Can’t the UN publish its findings and circumvent the tories?
Yes. My understanding was that we wouldn’t see a report until next year.
Thank-you.
1930’s Germany solved a lot of their fiscal problems by attacking the disabled and incapacitated, so it isn’t a new political approach. The Tory Mantra “for hardworking people” says it all they aren’t interested if you can not work for any reason, and that has been rammed down the throats and into the psyche of the people so the government has promoted that if you are not in work you are a third class citizen who doesn’t deserve any help because after all you could be working and adding to society. the first attack needs to be made against this negative image created by the Tories but not attacked by the other parties.
The disabled have been used as a focus of envy by some sections of the able-bodied long before the Tories began to make that envy more toxic.
The provision of disabled parking areas at supermarkets is one example. A good idea in itself. But when some people see the spaces being used by a £50,000 Land Rover Sport and the occupants only marginally physically disabled, when they have push their trolley to the farthest part of the car park, the deadly sin of envy rises to the top.

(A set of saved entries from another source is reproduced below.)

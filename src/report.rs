/// Scoring and aggregation over extracted categories
///
/// This module shapes the extractor's textual rows into per-category
/// scores plus running totals, decides the pass/fail sentinel, and exports
/// the optional JSON report. Rendering stays in console_format.
///
/// Tolerance ends here: the extractor drops format noise silently, but a
/// row that made it into the table must carry well-formed score tokens.
/// A percent without its `%`, a fraction that is not `passed/total`, or a
/// zero max score all abort the run.

use crate::types::Category;
use serde::Serialize;
use std::fs::File;
use std::path::Path;

/// A category with its score fields parsed, ready for display
#[derive(Debug, Clone, PartialEq, Serialize)]
pub struct ScoredRow {
    pub name: String,      // "Functionality of system calls"
    pub label: String,     // "tests/userprog/Rubric.functionality"
    pub passed: u32,       // tests passed in this category
    pub total: u32,        // tests run in this category
    pub score: f64,        // earned share of the grade, 0-100
    pub max_score: f64,    // category's share of the grade, 0-100
    pub extra_credit: bool,
}

impl ScoredRow {
    /// Share of the category's maximum that was earned, 0-100
    pub fn percent_of_max(&self) -> f64 {
        self.score / self.max_score * 100.0
    }

    /// The "passed/total" cell as printed in the table
    pub fn points(&self) -> String {
        format!("{}/{}", self.passed, self.total)
    }
}

/// Aggregate totals across all displayed rows
#[derive(Debug, Clone, Default, PartialEq, Serialize)]
pub struct Totals {
    pub passed: u32,          // non-extra tests passed
    pub total: u32,           // non-extra tests run
    pub extra_passed: u32,    // extra-credit tests passed
    pub extra_total: u32,     // extra-credit tests run
    pub overall_percent: f64, // sum of displayed rows' scores
    pub all_percent: f64,     // sum of displayed rows' max scores
}

impl Totals {
    /// Sentinel condition: every non-extra-credit test passed
    pub fn all_required_passed(&self) -> bool {
        self.passed == self.total
    }
}

/// Parse and tally the extracted categories.
///
/// Extra-credit categories that earned nothing are hidden entirely: not
/// displayed and not counted. Everything else accumulates into the totals,
/// with pass/total counts split into normal and extra-credit buckets.
pub fn score_categories(categories: &[Category]) -> Result<(Vec<ScoredRow>, Totals), String> {
    let mut rows = Vec::new();
    let mut totals = Totals::default();

    for category in categories {
        let score = parse_percent(&category.test_percent)
            .map_err(|e| format!("bad test score for {}: {}", category.label, e))?;
        let extra_credit = category.is_extra_credit();
        if extra_credit && score == 0.0 {
            continue;
        }

        let max_score = parse_percent(&category.max_percent)
            .map_err(|e| format!("bad max score for {}: {}", category.label, e))?;
        if max_score == 0.0 {
            return Err(format!("max score for {} is zero", category.label));
        }
        let (passed, total) = parse_fraction(&category.fraction)
            .map_err(|e| format!("bad test count for {}: {}", category.label, e))?;

        totals.overall_percent += score;
        totals.all_percent += max_score;
        if extra_credit {
            totals.extra_passed += passed;
            totals.extra_total += total;
        } else {
            totals.passed += passed;
            totals.total += total;
        }

        rows.push(ScoredRow {
            name: category.name.clone(),
            label: category.label.clone(),
            passed,
            total,
            score,
            max_score,
            extra_credit,
        });
    }

    Ok((rows, totals))
}

/// Numeric prefix of a percent token, e.g. "16.7%/" -> 16.7
fn parse_percent(token: &str) -> Result<f64, String> {
    let (number, _) = token
        .split_once('%')
        .ok_or_else(|| format!("'{}' has no % suffix", token))?;
    number.parse::<f64>().map_err(|e| format!("'{}': {}", number, e))
}

/// A "passed/total" pair, e.g. "59/124" -> (59, 124)
fn parse_fraction(token: &str) -> Result<(u32, u32), String> {
    let (passed, total) = token
        .split_once('/')
        .ok_or_else(|| format!("'{}' is not a passed/total pair", token))?;
    let passed = passed.parse::<u32>().map_err(|e| format!("'{}': {}", passed, e))?;
    let total = total.parse::<u32>().map_err(|e| format!("'{}': {}", total, e))?;
    Ok((passed, total))
}

/// Write the single-character pass/fail sentinel consumed by outer tooling:
/// "0" when every required test passed, "1" otherwise, newline-terminated.
pub fn write_sentinel(path: &Path, totals: &Totals) -> std::io::Result<()> {
    let flag = if totals.all_required_passed() { "0" } else { "1" };
    std::fs::write(path, format!("{}\n", flag))
}

/// Export the scored rows and totals as a JSON document.
///
/// The shape follows the autograder results format: a version marker, an
/// overall pass/fail status matching the sentinel, the per-category
/// records, and the summed score against its maximum.
pub fn export_json_report(rows: &[ScoredRow], totals: &Totals, path: &Path) -> std::io::Result<()> {
    use serde_json::json;

    let status = if totals.all_required_passed() { "pass" } else { "fail" };
    let report = json!({
        "version": 1,
        "status": status,
        "tests": rows,
        "score": totals.overall_percent,
        "max_score": totals.all_percent,
    });

    let file = File::create(path)?;
    serde_json::to_writer_pretty(file, &report)?;
    Ok(())
}

#[path = "report_test.rs"]
mod report_test;
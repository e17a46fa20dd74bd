/// Core data structures for extracted report rows
///
/// This module defines the records the extractor produces from a grading
/// report. Score fields stay as the raw tokens the harness printed; they
/// are parsed into numbers by the report module, which is where malformed
/// values in a kept row become fatal.

/// A single line of the summary block, split into columns
#[derive(Debug, Clone, PartialEq)]
pub struct RawRow {
    pub label: String,        // "tests/userprog/Rubric.functionality"
    pub fraction: String,     // "59/124" (passed/total)
    pub test_percent: String, // "16.7%/" (earned share of the grade)
    pub max_percent: String,  // "35.0%" (category's share of the grade)
}

/// A summary row joined with the long display name recovered from the
/// detail region
#[derive(Debug, Clone, PartialEq)]
pub struct Category {
    pub name: String,         // "Functionality of system calls"
    pub label: String,        // "tests/userprog/Rubric.functionality"
    pub fraction: String,     // "59/124"
    pub test_percent: String, // "16.7%/"
    pub max_percent: String,  // "35.0%"
}

impl Category {
    /// Attach a display name to a summary row
    pub fn from_raw(name: String, raw: &RawRow) -> Self {
        Category {
            name,
            label: raw.label.clone(),
            fraction: raw.fraction.clone(),
            test_percent: raw.test_percent.clone(),
            max_percent: raw.max_percent.clone(),
        }
    }

    /// Extra-credit categories are hidden from the table when unearned
    /// and tallied in their own pass/total bucket
    pub fn is_extra_credit(&self) -> bool {
        self.label.contains("extra")
    }
}
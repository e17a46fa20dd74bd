/// Console formatting module - pure rendering concerns
///
/// This module lays scored rows out as a box-drawing table:
/// - column sizing from the widest display name
/// - Unicode-aware right-justified cells
/// - the magenta title line (body text stays uncolored)
///
/// It accepts pre-shaped data from the report module and renders it to any
/// `std::io::Write` destination, so the same code drives the console, test
/// buffers, and file exports.

use crate::report::{ScoredRow, Totals};
use crate::ui::color;
use std::io::{self, Write};
use unicode_width::UnicodeWidthStr;

/// Fixed widths of the three numeric columns; the category column is
/// sized to its content.
const POINTS_WIDTH: usize = 9;
const SCORE_WIDTH: usize = 18;
const MAX_SCORE_WIDTH: usize = 11;

const HEADER: [&str; 4] = ["Test Category", "Points", "Test Score", "Max Score"];

/// Column widths for the four-column table
#[derive(Debug, Clone, Copy, PartialEq, Eq)]
pub struct TableWidths {
    pub category: usize,
    pub points: usize,
    pub score: usize,
    pub max_score: usize,
}

impl TableWidths {
    /// Size the category column to the widest display name plus one cell
    /// of padding on each side. The header text bounds the minimum so an
    /// empty report still lines up.
    pub fn fit(rows: &[ScoredRow]) -> Self {
        let widest = rows
            .iter()
            .map(|row| display_width(&row.name))
            .max()
            .unwrap_or(0)
            .max(display_width(HEADER[0]));
        TableWidths {
            category: widest + 2,
            points: POINTS_WIDTH,
            score: SCORE_WIDTH,
            max_score: MAX_SCORE_WIDTH,
        }
    }

    fn as_array(&self) -> [usize; 4] {
        [self.category, self.points, self.score, self.max_score]
    }
}

/// Count the display width of a string, accounting for wide Unicode
/// characters
pub fn display_width(s: &str) -> usize {
    UnicodeWidthStr::width(s)
}

/// Writer for table output - configurable for color/plain text
pub struct TableWriter<W: Write> {
    writer: W,
    use_colors: bool,
}

impl<W: Write> TableWriter<W> {
    /// Create a new table writer
    pub fn new(writer: W, use_colors: bool) -> Self {
        Self { writer, use_colors }
    }

    /// Render the full report: title, header, one line per scored row,
    /// and the trailing totals row.
    ///
    /// Data rows are separated by a light rule; a heavy rule sets the
    /// totals row apart from the last data row, mirroring the one under
    /// the header.
    pub fn write_report(&mut self, rows: &[ScoredRow], totals: &Totals) -> io::Result<()> {
        let widths = TableWidths::fit(rows);

        writeln!(self.writer)?;
        self.write_title("Test Summary")?;

        self.write_rule('┌', '┬', '┐', '─', &widths)?;
        self.write_row(&HEADER.map(String::from), &widths)?;
        self.write_rule('╞', '╪', '╡', '═', &widths)?;

        for (i, row) in rows.iter().enumerate() {
            self.write_row(&format_row_cells(row), &widths)?;
            if i == rows.len() - 1 {
                self.write_rule('╞', '╪', '╡', '═', &widths)?;
            } else {
                self.write_rule('├', '┼', '┤', '─', &widths)?;
            }
        }

        self.write_row(&format_totals_cells(totals), &widths)?;
        self.write_rule('└', '┴', '┘', '─', &widths)
    }

    /// Write the title line, magenta when colors are enabled
    fn write_title(&mut self, title: &str) -> io::Result<()> {
        if self.use_colors {
            writeln!(self.writer, "{}{}{}", color::MAGENTA, title, color::RESET)
        } else {
            writeln!(self.writer, "{}", title)
        }
    }

    /// Write one table row with right-justified, space-padded cells
    fn write_row(&mut self, cells: &[String; 4], widths: &TableWidths) -> io::Result<()> {
        write!(self.writer, "│")?;
        for (cell, width) in cells.iter().zip(widths.as_array()) {
            write!(self.writer, " {} │", pad_left(cell, width.saturating_sub(2)))?;
        }
        writeln!(self.writer)
    }

    /// Write a horizontal rule with the given corner/junction characters
    fn write_rule(
        &mut self,
        left: char,
        mid: char,
        right: char,
        line: char,
        widths: &TableWidths,
    ) -> io::Result<()> {
        let columns = widths.as_array();
        let mut rule = String::with_capacity(columns.iter().sum::<usize>() + columns.len() + 1);
        rule.push(left);
        for (i, width) in columns.iter().enumerate() {
            for _ in 0..*width {
                rule.push(line);
            }
            rule.push(if i == columns.len() - 1 { right } else { mid });
        }
        writeln!(self.writer, "{}", rule)
    }
}

/// Render the report into a String; handy for tests and file exports
pub fn format_report(rows: &[ScoredRow], totals: &Totals, use_colors: bool) -> String {
    let mut buffer = Vec::new();
    // writes to a Vec<u8> cannot fail
    let _ = TableWriter::new(&mut buffer, use_colors).write_report(rows, totals);
    String::from_utf8(buffer).unwrap_or_default()
}

/// The four display cells for one scored row
fn format_row_cells(row: &ScoredRow) -> [String; 4] {
    [
        row.name.clone(),
        row.points(),
        format!("{:.1} ({:.1}%)", row.score, row.percent_of_max()),
        format!("{:.1}", row.max_score),
    ]
}

/// The trailing totals row, combining normal and extra-credit counts
fn format_totals_cells(totals: &Totals) -> [String; 4] {
    [
        "Total Grade".to_string(),
        format!(
            "{}/{}",
            totals.passed + totals.extra_passed,
            totals.total + totals.extra_total
        ),
        format!("{:.1}%", totals.overall_percent),
        format!("{:.1}", totals.all_percent),
    ]
}

/// Right-justify `s` in `width` display columns. Text wider than the
/// column passes through untouched rather than being truncated.
fn pad_left(s: &str, width: usize) -> String {
    let w = display_width(s);
    if w >= width {
        s.to_string()
    } else {
        format!("{}{}", " ".repeat(width - w), s)
    }
}

#[path = "console_format_test.rs"]
mod console_format_test;
//! Repository records as the sync layer sees them, and their at-rest shape.
//!
//! The sync layer receives a [`Repository`] by reference and never persists it.
//! [`StoredRepository`] is what the persistence layer writes: identical except
//! that the access token is an encrypted envelope.

use std::fmt;

use chrono::{DateTime, Utc};
use serde::{Deserialize, Serialize};
use uuid::Uuid;

use crate::crypto::TokenEncryptor;
use crate::error::{CryptoError, MirrorError};

#[derive(Clone, PartialEq, Eq)]
pub struct Repository {
    id: Uuid,
    name: String,
    url: String,
    access_token: Option<String>,
    created_at: DateTime<Utc>,
    updated_at: DateTime<Utc>,
}

impl fmt::Debug for Repository {
    fn fmt(&self, f: &mut fmt::Formatter<'_>) -> fmt::Result {
        f.debug_struct("Repository")
            .field("id", &self.id)
            .field("name", &self.name)
            .field("url", &self.url)
            .field("token_set", &self.access_token.is_some())
            .field("created_at", &self.created_at)
            .field("updated_at", &self.updated_at)
            .finish()
    }
}

impl Repository {
    /// Register a repository under a fresh random id.
    pub fn new(
        name: impl Into<String>,
        url: impl Into<String>,
        access_token: Option<String>,
    ) -> Result<Self, MirrorError> {
        Self::with_id(Uuid::new_v4(), name, url, access_token)
    }

    pub fn with_id(
        id: Uuid,
        name: impl Into<String>,
        url: impl Into<String>,
        access_token: Option<String>,
    ) -> Result<Self, MirrorError> {
        let url = url.into();
        require_https(&url)?;
        let now = Utc::now();
        Ok(Self {
            id,
            name: name.into(),
            url,
            access_token: access_token.filter(|t| !t.is_empty()),
            created_at: now,
            updated_at: now,
        })
    }

    /// Stable id derived from the remote URL, so the same remote always maps
    /// to the same mirror directory.
    pub fn id_for_url(url: &str) -> Uuid {
        Uuid::new_v5(&Uuid::NAMESPACE_URL, url.as_bytes())
    }

    pub fn id(&self) -> Uuid {
        self.id
    }

    pub fn name(&self) -> &str {
        &self.name
    }

    pub fn url(&self) -> &str {
        &self.url
    }

    pub fn access_token(&self) -> Option<&str> {
        self.access_token.as_deref()
    }

    pub fn created_at(&self) -> DateTime<Utc> {
        self.created_at
    }

    pub fn updated_at(&self) -> DateTime<Utc> {
        self.updated_at
    }

    /// Replace (or clear) the access token. The URL has no counterpart: it is fixed at creation.
    pub fn rotate_token(&mut self, token: Option<String>) {
        self.access_token = token.filter(|t| !t.is_empty());
        self.updated_at = Utc::now();
    }

    pub fn seal(&self, encryptor: &TokenEncryptor) -> Result<StoredRepository, CryptoError> {
        Ok(StoredRepository {
            id: self.id,
            name: self.name.clone(),
            url: self.url.clone(),
            token_envelope: encryptor.encrypt(self.access_token.as_deref().unwrap_or(""))?,
            created_at: self.created_at,
            updated_at: self.updated_at,
        })
    }
}

#[derive(Debug, Clone, PartialEq, Eq, Serialize, Deserialize)]
pub struct StoredRepository {
    pub id: Uuid,
    pub name: String,
    pub url: String,
    /// Empty when no token is configured.
    #[serde(default)]
    pub token_envelope: String,
    pub created_at: DateTime<Utc>,
    pub updated_at: DateTime<Utc>,
}

impl StoredRepository {
    /// A freshly registered record; both timestamps are now.
    pub fn new(
        id: Uuid,
        name: impl Into<String>,
        url: impl Into<String>,
        token_envelope: impl Into<String>,
    ) -> Self {
        let now = Utc::now();
        Self {
            id,
            name: name.into(),
            url: url.into(),
            token_envelope: token_envelope.into(),
            created_at: now,
            updated_at: now,
        }
    }

    pub fn unseal(&self, encryptor: &TokenEncryptor) -> Result<Repository, MirrorError> {
        require_https(&self.url)?;
        let token = encryptor
            .decrypt(&self.token_envelope)
            .map_err(|source| MirrorError::Crypto {
                repository: self.id.to_string(),
                source,
            })?;
        Ok(Repository {
            id: self.id,
            name: self.name.clone(),
            url: self.url.clone(),
            access_token: Some(token).filter(|t| !t.is_empty()),
            created_at: self.created_at,
            updated_at: self.updated_at,
        })
    }

    /// Re-encrypt the token envelope under a new key.
    pub fn reencrypt(
        &self,
        old: &TokenEncryptor,
        new: &TokenEncryptor,
    ) -> Result<StoredRepository, CryptoError> {
        let token = old.decrypt(&self.token_envelope)?;
        Ok(StoredRepository {
            token_envelope: new.encrypt(&token)?,
            ..self.clone()
        })
    }
}

pub(crate) fn require_https(url: &str) -> Result<(), MirrorError> {
    let lower = url.to_ascii_lowercase();
    match lower.strip_prefix("https://") {
        // Credentials embedded in the authority would leak through argv.
        Some(rest)
            if !rest.is_empty()
                && !rest.starts_with('/')
                && !rest.split('/').next().unwrap_or("").contains('@') =>
        {
            Ok(())
        }
        _ => Err(MirrorError::InsecureUrl {
            url: url.to_string(),
        }),
    }
}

I know the Land Rover example is not typical of many disabled peoples situation, but perception of “unfairness” takes root in simple situations.
If people were to see the infamous Nazi type “Euthanasia Vans” rumbling around silently disposing of disabled people, would they still stay silent? The Tories would probably not resort to such obvious mechanisms but use “Liverpool Pathway” type of approach which effectively achieves the same result by denial of adequate services to the vulnerable.
“Liverpool Pathway”, requires funding, neglect does not.
The perpetrators of this hate regime better hope they cling to power, because as soon, or before, they are out, the dying will use the last breath they have to extract revenge, (through litigation of course).
The tories will continue the persecution of the sick and disabled and no one has the brains, backbone or heart to do so!
Just read this if you haven’t seen it:
https://www.the-pool.com/news-views/opinion/2016/43/lynn-enright-frances-ryan-i-daniel-blake-how-to-help
It’s the pensioners too, especially those on pension credit who are entitled to housing benefit. This benefit is being cut, so that if you are a pensioner in supported accommodation, the support part of the rent will not be paid by government. This means that councils will no longer pay it and if you need support you will have to fund it yourself.
I have also heard, but not had confirmed, that housing benefits for pensioners will also be hit by the bedroom tax and that only the local housing allowance will be paid, which could mean a further cut in my housing benefit.
People talk about the triple lock for pensioners and the £200 heating allowance. This is given to ALL pensioners – I don’t disagree with that. But instead of targetting well off pensioners, the government look to be targetting poor pensioners. Great eh!!!
Apparently, it’s not cost effective to single out wealthy pensioners for allowances, but it is to repeatedly persecute the sick and disabled on an individual basis.